For example, Building Liability Orders allow civil cases to be brought against companies which were associated with the companies which developed or refurbished a site and no longer exist. Civil claims can be brought against manufacturers of, or those who have supplied, defective or mis-sold construction products, or those supplied or marketed in breach of regulations, where these products have been incorporated in a dwelling and that has caused or contributed to a dwelling being unfit for habitation. This provision, which applies to all dwellings, has retrospective effect for cladding products with a limitation period of 30 years prior to 28 June 2022 and prospective effect for all construction products with a limitation period of 15 years.

The Building Safety Act also provides remediation contribution orders, new tools that allow interested persons to apply to the First-tier Tribunal for an order requiring building owners to pay to fix unsafe buildings.

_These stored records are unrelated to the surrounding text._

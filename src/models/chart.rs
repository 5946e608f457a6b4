use std::fmt;

use serde::{Deserialize, Serialize};

// ---------------------------------------------------------------------------
// TimeSeriesPoint: Sales over time (line chart)
// ---------------------------------------------------------------------------

#[derive(Debug, Clone, PartialEq, Serialize, Deserialize)]
#[serde(rename_all = "camelCase")]
pub struct TimeSeriesPoint {
    pub date: String,
    pub total_amount: f64,
    pub transaction_count: u64,
}

// ---------------------------------------------------------------------------
// CategoryTotal: Sales by product category (bar chart)
// ---------------------------------------------------------------------------

#[derive(Debug, Clone, PartialEq, Serialize, Deserialize)]
#[serde(rename_all = "camelCase")]
pub struct CategoryTotal {
    pub category: String,
    pub total_amount: f64,
    pub quantity: u64,
}

// ---------------------------------------------------------------------------
// ShareSlice: One slice of a gender or category pie
// ---------------------------------------------------------------------------

/// `value` is the summed total amount, `count` the number of records.
#[derive(Debug, Clone, PartialEq, Serialize, Deserialize)]
#[serde(rename_all = "camelCase")]
pub struct ShareSlice {
    pub name: String,
    pub value: f64,
    pub count: u64,
}

// ---------------------------------------------------------------------------
// AgeBand / AgeBandTotal: Age distribution
// ---------------------------------------------------------------------------

/// The five fixed age bands, in display order.
#[derive(Debug, Clone, Copy, PartialEq, Eq, Hash, PartialOrd, Ord, Serialize, Deserialize)]
pub enum AgeBand {
    #[serde(rename = "18-25")]
    From18To25,
    #[serde(rename = "26-35")]
    From26To35,
    #[serde(rename = "36-45")]
    From36To45,
    #[serde(rename = "46-55")]
    From46To55,
    #[serde(rename = "56+")]
    From56,
}

impl AgeBand {
    pub const ALL: [AgeBand; 5] = [
        AgeBand::From18To25,
        AgeBand::From26To35,
        AgeBand::From36To45,
        AgeBand::From46To55,
        AgeBand::From56,
    ];

    /// Band for an age. Bands are inclusive on both ends.
    ///
    /// Ages matching no explicit band, i.e. anything under 18, land in
    /// [`AgeBand::From56`].
    pub fn for_age(age: u32) -> AgeBand {
        match age {
            18..=25 => AgeBand::From18To25,
            26..=35 => AgeBand::From26To35,
            36..=45 => AgeBand::From36To45,
            46..=55 => AgeBand::From46To55,
            _ => AgeBand::From56,
        }
    }

    pub fn label(self) -> &'static str {
        match self {
            AgeBand::From18To25 => "18-25",
            AgeBand::From26To35 => "26-35",
            AgeBand::From36To45 => "36-45",
            AgeBand::From46To55 => "46-55",
            AgeBand::From56 => "56+",
        }
    }
}

impl fmt::Display for AgeBand {
    fn fmt(&self, f: &mut fmt::Formatter<'_>) -> fmt::Result {
        f.write_str(self.label())
    }
}

#[derive(Debug, Clone, PartialEq, Serialize, Deserialize)]
#[serde(rename_all = "camelCase")]
pub struct AgeBandTotal {
    pub age_group: AgeBand,
    pub count: u64,
    pub total_amount: f64,
}

impl AgeBandTotal {
    pub fn empty(age_group: AgeBand) -> Self {
        Self {
            age_group,
            count: 0,
            total_amount: 0.0,
        }
    }
}

// ---------------------------------------------------------------------------
// DashboardSnapshot: Every chart for one filter state
// ---------------------------------------------------------------------------

#[derive(Debug, Clone, PartialEq, Serialize, Deserialize)]
#[serde(rename_all = "camelCase")]
pub struct DashboardSnapshot {
    pub time_series: Vec<TimeSeriesPoint>,
    pub category_totals: Vec<CategoryTotal>,
    pub gender_shares: Vec<ShareSlice>,
    pub category_shares: Vec<ShareSlice>,
    pub age_distribution: Vec<AgeBandTotal>,
    pub record_count: u64,
    pub total_amount: f64,
}
//! Last-request-wins bookkeeping for overlapping refreshes.
//!
//! Every refresh takes a [`Ticket`] before it starts fetching. When it
//! finishes, the result may only be published if no newer ticket has been
//! issued in the meantime.

use std::sync::atomic::{AtomicU64, Ordering};

/// Sequence number of one refresh.
#[derive(Debug, Clone, Copy, PartialEq, Eq, PartialOrd, Ord, Hash)]
pub struct Ticket(u64);

impl Ticket {
    pub fn value(self) -> u64 {
        self.0
    }
}

/// Issues increasing tickets and tells whether a ticket is still the latest.
#[derive(Debug, Default)]
pub struct RequestSequencer {
    latest: AtomicU64,
}

impl RequestSequencer {
    pub fn new() -> Self {
        Self::default()
    }

    /// Start a new request, superseding every earlier ticket.
    pub fn begin(&self) -> Ticket {
        Ticket(self.latest.fetch_add(1, Ordering::SeqCst) + 1)
    }

    /// True when no request was started after `ticket`.
    pub fn is_current(&self, ticket: Ticket) -> bool {
        self.latest.load(Ordering::SeqCst) == ticket.0
    }

    /// The most recently issued ticket, if any.
    pub fn latest(&self) -> Option<Ticket> {
        match self.latest.load(Ordering::SeqCst) {
            0 => None,
            n => Some(Ticket(n)),
        }
    }
}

A remediation contribution order can be used to require a landlord (or other specified body corporate or partnership) to make payments for the purpose of meeting costs already incurred in remedying relevant defects (or specified relevant defects) relating to the relevant building.

Parts of the Building Safety Act have been amended under the Leasehold Freehold Reform Act which has placed beyond doubt that the costs of 'interim measures' (such as waking watches and fitting simultaneous evacuation alarms) and expert reports can be recovered through remediation contribution orders. The costs of temporary accommodation if residents are decanted from their homes on building safety grounds, can also be recovered.

There have also been amendments to remediation orders to make it clear that a remediation order can include a requirement from the First-tier Tribunal that a landlord put in place 'interim measures' and/or initiate the production of an expert report.

It should be noted that the introduction of Sections 114, 115 and 116 of the Leasehold & Freehold Reform Act, which affect Sections 123 and 124 or the Building Safety Act (BSA), is yet to commence. Commencement will be at the discretion of this Government.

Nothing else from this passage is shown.